Angel Catbird Volume Two: To Castle Catula
By Margaret Atwood, Johnnie Christmas and Tamra Bonvillain
The original graphic novel by best-selling novelist Margaret Atwood, Angel Catbird, is back with the second volume, “To Castle Catula”. Atwood made her comic book debut with the successful first volume Angle Catbird and as anyone who read that book knows, this is a crazy comic and a lot of fun. If, however, you didn’t read the first book then don’t worry, this chapter opens with a recap that will bring you right up to speed. That said, it’s recommended you start from the beginning because it’s a remarkably unique story and every detail is worthy of your attention. Margaret Atwood transitions seamlessly to comics, writing a story that flows with terrific pacing and rhythm. Atwood does her world justice, providing it with genuinely interesting characters and sharp, witty dialogue, but it’s clear she believes in the format as well. Comic books are a place where anything can happen, and it would seem Atwood is taking full advantage of that.
Volume two is an adventure story about transformation and acceptance with plenty of conflict. Fringe-science in the form of genetic experiments resulted in mutated human-animal hybrids. What may sound like a disturbing concept comes across more as a superhero origin-story. This book is also about new beginnings and discovering a secret world that’s been around you all along. Angel Catbird is a highly imaginative premise perfect for comics, with just the exact right amount of wackiness. “To Castle Catula” doesn’t take itself seriously all of the time, and that’s just fine because it works better that way as a comic book. There are things like Cat Facts included throughout, which, though they are actually informative, are more of a wink at the reader. It’s one thing to come up with a clever story, but it’s another to strive for a brand identity. Luckily both of Margaret Atwood’s original collaborators return for the second volume. Angel Catbird is already popular enough that lots of artists would like to contribute, but this book belongs to Christmas and Bonvillain as much as anyone. And along with Atwood, the three of them make for a rich and compelling collaboration.

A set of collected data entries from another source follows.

//! SeaORM-based cache record ledger
//!
//! The ledger is the durable map from image id to [`CacheRecord`]. Single-id
//! read-modify-write goes through [`CacheRecordSeaOrmRepository::update`],
//! which serializes mutations per id and runs each one inside a transaction.
//! Different ids never wait on each other.

use chrono::{DateTime, Utc};
use sea_orm::sea_query::{Expr, NullOrdering, OnConflict};
use sea_orm::{
    ActiveModelTrait, ColumnTrait, DatabaseConnection, EntityTrait, Order, PaginatorTrait,
    QueryFilter, QueryOrder, Set, TransactionTrait,
};
use std::collections::HashMap;
use std::sync::Arc;
use tokio::sync::{Mutex, OwnedMutexGuard};
use tracing::{debug, trace};

use crate::entities::{cache_records, prelude::CacheRecords};
use crate::errors::{CacheError, CacheResult};
use crate::models::{CacheRecord, LastSeen};

const RESOURCE: &str = "cache record";

/// Per-id mutation locks
#[derive(Default)]
struct RecordLocks {
    locks: Mutex<HashMap<String, Arc<Mutex<()>>>>,
}

impl RecordLocks {
    async fn acquire(&self, id: &str) -> OwnedMutexGuard<()> {
        let lock = {
            let mut locks = self.locks.lock().await;
            // Drop entries nobody holds any more
            locks.retain(|_, lock| Arc::strong_count(lock) > 1);
            locks
                .entry(id.to_string())
                .or_insert_with(|| Arc::new(Mutex::new(())))
                .clone()
        };
        lock.lock_owned().await
    }
}

/// SeaORM-based repository for cache records
#[derive(Clone)]
pub struct CacheRecordSeaOrmRepository {
    connection: Arc<DatabaseConnection>,
    locks: Arc<RecordLocks>,
}

impl CacheRecordSeaOrmRepository {
    pub fn new(connection: Arc<DatabaseConnection>) -> Self {
        Self {
            connection,
            locks: Arc::new(RecordLocks::default()),
        }
    }

    /// Insert a record, or refresh the catalog metadata of an existing one
    ///
    /// `downloaded`, `last_seen_at` and `created_at` of an existing row are
    /// left untouched; only metadata columns are replaced on conflict.
    pub async fn upsert(&self, record: &CacheRecord) -> CacheResult<CacheRecord> {
        let _guard = self.locks.acquire(&record.id).await;

        let active_model = cache_records::ActiveModel {
            id: Set(record.id.clone()),
            full_image_url: Set(record.full_image_url.clone()),
            title: Set(record.title.clone()),
            publisher_username: Set(record.publisher_username.clone()),
            publisher_first_name: Set(record.publisher_first_name.clone()),
            publisher_last_name: Set(record.publisher_last_name.clone()),
            publisher_portfolio_url: Set(record.publisher_portfolio_url.clone()),
            downloaded: Set(record.downloaded),
            last_seen_at: Set(record.last_seen.timestamp()),
            created_at: Set(record.created_at),
            updated_at: Set(record.updated_at),
        };

        CacheRecords::insert(active_model)
            .on_conflict(
                OnConflict::column(cache_records::Column::Id)
                    .update_columns([
                        cache_records::Column::FullImageUrl,
                        cache_records::Column::Title,
                        cache_records::Column::PublisherUsername,
                        cache_records::Column::PublisherFirstName,
                        cache_records::Column::PublisherLastName,
                        cache_records::Column::PublisherPortfolioUrl,
                        cache_records::Column::UpdatedAt,
                    ])
                    .to_owned(),
            )
            .exec_without_returning(&*self.connection)
            .await?;

        trace!("Upserted cache record {}", record.id);

        self.find_by_id(&record.id)
            .await?
            .ok_or_else(|| CacheError::not_found(RESOURCE, record.id.as_str()))
    }

    /// Point lookup
    pub async fn find_by_id(&self, id: &str) -> CacheResult<Option<CacheRecord>> {
        let model = CacheRecords::find_by_id(id.to_string())
            .one(&*self.connection)
            .await?;
        Ok(model.map(CacheRecord::from))
    }

    /// Point lookup that treats a miss as an error
    pub async fn get(&self, id: &str) -> CacheResult<CacheRecord> {
        self.find_by_id(id)
            .await?
            .ok_or_else(|| CacheError::not_found(RESOURCE, id))
    }

    /// Records whose bytes are cached but which were never selected
    pub async fn downloaded_unseen_count(&self) -> CacheResult<u64> {
        let count = CacheRecords::find()
            .filter(cache_records::Column::Downloaded.eq(true))
            .filter(cache_records::Column::LastSeenAt.is_null())
            .count(&*self.connection)
            .await?;
        Ok(count)
    }

    pub async fn downloaded_count(&self) -> CacheResult<u64> {
        let count = CacheRecords::find()
            .filter(cache_records::Column::Downloaded.eq(true))
            .count(&*self.connection)
            .await?;
        Ok(count)
    }

    pub async fn count_all(&self) -> CacheResult<u64> {
        Ok(CacheRecords::find().count(&*self.connection).await?)
    }

    /// Downloaded records, least recently seen first (never-seen before any
    /// timestamp), ties broken by id
    pub async fn downloaded_records(&self) -> CacheResult<Vec<CacheRecord>> {
        let models = Self::downloaded_by_recency()
            .all(&*self.connection)
            .await?;
        Ok(models.into_iter().map(CacheRecord::from).collect())
    }

    /// Head of [`Self::downloaded_records`]
    pub async fn least_recently_seen(&self) -> CacheResult<Option<CacheRecord>> {
        let model = Self::downloaded_by_recency()
            .one(&*self.connection)
            .await?;
        Ok(model.map(CacheRecord::from))
    }

    /// Most recent selection time across all records
    pub async fn latest_seen(&self) -> CacheResult<Option<DateTime<Utc>>> {
        let model = CacheRecords::find()
            .filter(cache_records::Column::LastSeenAt.is_not_null())
            .order_by_desc(cache_records::Column::LastSeenAt)
            .one(&*self.connection)
            .await?;
        Ok(model.and_then(|m| m.last_seen_at))
    }

    /// Every record, ordered by id
    pub async fn list_all(&self) -> CacheResult<Vec<CacheRecord>> {
        let models = CacheRecords::find()
            .order_by_asc(cache_records::Column::Id)
            .all(&*self.connection)
            .await?;
        Ok(models.into_iter().map(CacheRecord::from).collect())
    }

    fn downloaded_by_recency() -> sea_orm::Select<CacheRecords> {
        CacheRecords::find()
            .filter(cache_records::Column::Downloaded.eq(true))
            .order_by_with_nulls(
                cache_records::Column::LastSeenAt,
                Order::Asc,
                NullOrdering::First,
            )
            .order_by_asc(cache_records::Column::Id)
    }

    /// Atomic read-modify-write of a single record
    ///
    /// Fails with `NotFound` when the id is absent. The mutator may not change
    /// the id or move `last_seen` backwards; either fails with
    /// `InvalidTransition` and leaves the row untouched.
    pub async fn update<F>(&self, id: &str, mutator: F) -> CacheResult<CacheRecord>
    where
        F: FnOnce(&mut CacheRecord) + Send,
    {
        let _guard = self.locks.acquire(id).await;
        let txn = self.connection.begin().await?;

        // Claim the row with a no-op write first so SQLite takes the write
        // lock up front instead of upgrading a read lock later
        let claimed = CacheRecords::update_many()
            .col_expr(
                cache_records::Column::Id,
                Expr::col(cache_records::Column::Id).into(),
            )
            .filter(cache_records::Column::Id.eq(id))
            .exec(&txn)
            .await?;
        if claimed.rows_affected == 0 {
            return Err(CacheError::not_found(RESOURCE, id));
        }

        let model = CacheRecords::find_by_id(id.to_string())
            .one(&txn)
            .await?
            .ok_or_else(|| CacheError::not_found(RESOURCE, id))?;

        let current = CacheRecord::from(model.clone());
        let mut next = current.clone();
        mutator(&mut next);

        if next.id != current.id {
            return Err(CacheError::invalid_transition(id, "record id cannot change"));
        }
        if next.last_seen < current.last_seen {
            return Err(CacheError::invalid_transition(
                id,
                format!(
                    "last_seen cannot move backwards ({} -> {})",
                    current.last_seen, next.last_seen
                ),
            ));
        }
        if next == current {
            txn.commit().await?;
            return Ok(current);
        }

        let mut active_model: cache_records::ActiveModel = model.into();
        active_model.full_image_url = Set(next.full_image_url);
        active_model.title = Set(next.title);
        active_model.publisher_username = Set(next.publisher_username);
        active_model.publisher_first_name = Set(next.publisher_first_name);
        active_model.publisher_last_name = Set(next.publisher_last_name);
        active_model.publisher_portfolio_url = Set(next.publisher_portfolio_url);
        active_model.downloaded = Set(next.downloaded);
        active_model.last_seen_at = Set(next.last_seen.timestamp());
        active_model.updated_at = Set(Utc::now());

        let updated = active_model.update(&txn).await?;
        txn.commit().await?;

        Ok(CacheRecord::from(updated))
    }

    /// Flag the record's blob as present
    pub async fn mark_downloaded(&self, id: &str) -> CacheResult<CacheRecord> {
        debug!("Marking {} downloaded", id);
        self.update(id, |record| record.downloaded = true).await
    }

    /// Clear the downloaded flag after the blob was found missing
    pub async fn mark_missing(&self, id: &str) -> CacheResult<CacheRecord> {
        self.update(id, |record| record.downloaded = false).await
    }

    /// Record a selection; an older timestamp than the stored one is ignored
    pub async fn mark_seen(&self, id: &str, at: DateTime<Utc>) -> CacheResult<CacheRecord> {
        self.update(id, |record| {
            record.last_seen = record.last_seen.max(LastSeen::At(at));
        })
        .await
    }
}

impl From<cache_records::Model> for CacheRecord {
    fn from(model: cache_records::Model) -> Self {
        Self {
            id: model.id,
            full_image_url: model.full_image_url,
            title: model.title,
            publisher_username: model.publisher_username,
            publisher_first_name: model.publisher_first_name,
            publisher_last_name: model.publisher_last_name,
            publisher_portfolio_url: model.publisher_portfolio_url,
            downloaded: model.downloaded,
            last_seen: LastSeen::from(model.last_seen_at),
            created_at: model.created_at,
            updated_at: model.updated_at,
        }
    }
}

Artist Johnnie Christmas illustrates the comic with a professional hand. Maintaining an appropriate level of realism, Christmas never fails to utilize the medium in the best ways. No matter how fantastic the situation, he strikes a balance that does as much for dramatic effect as it does for the action. He creates layouts that treat the scene seriously without ever sacrificing the story’s lighter undertones. Christmas is dedicated to the characters in their design and their ability to move and act. He manages their emotions perfectly and keeps up a level of dynamism on every page. To really gain insight into the art process, check out the back of the book where you’ll find a ton of supplemental sketches and layouts.
Perhaps the most expressive layer to the storytelling is thanks to colorist Tamra Bonvillain. The palettes are bold and bright and her painterly techniques perfectly render the line art. Bonvillain sets the mood, at times creating a sense of tension through warmer tones and intense yellows, in an otherwise cool atmosphere. She interprets backgrounds and renders landscapes in a manner that adds depth and contrast while always preserving a clear and saturated look. Bonvillain lends a standout quality to the book’s fantasy elements, which only improves the more you read.
Angel Catbird is just a solid, well-rounded product that practically demands a diverse readership. Advertised as “all-ages” it’s the kind of book comic fans will appreciate because it’s well written and accessible. This is the second of three volumes, so the series is not quite over yet. After “To Castle Catula” you’ll be ready to move straight on to the next volume, but unfortunately you’ll have to wait until mid-Summer. So pick up this book and savor it as long as possible. You wont be sorry.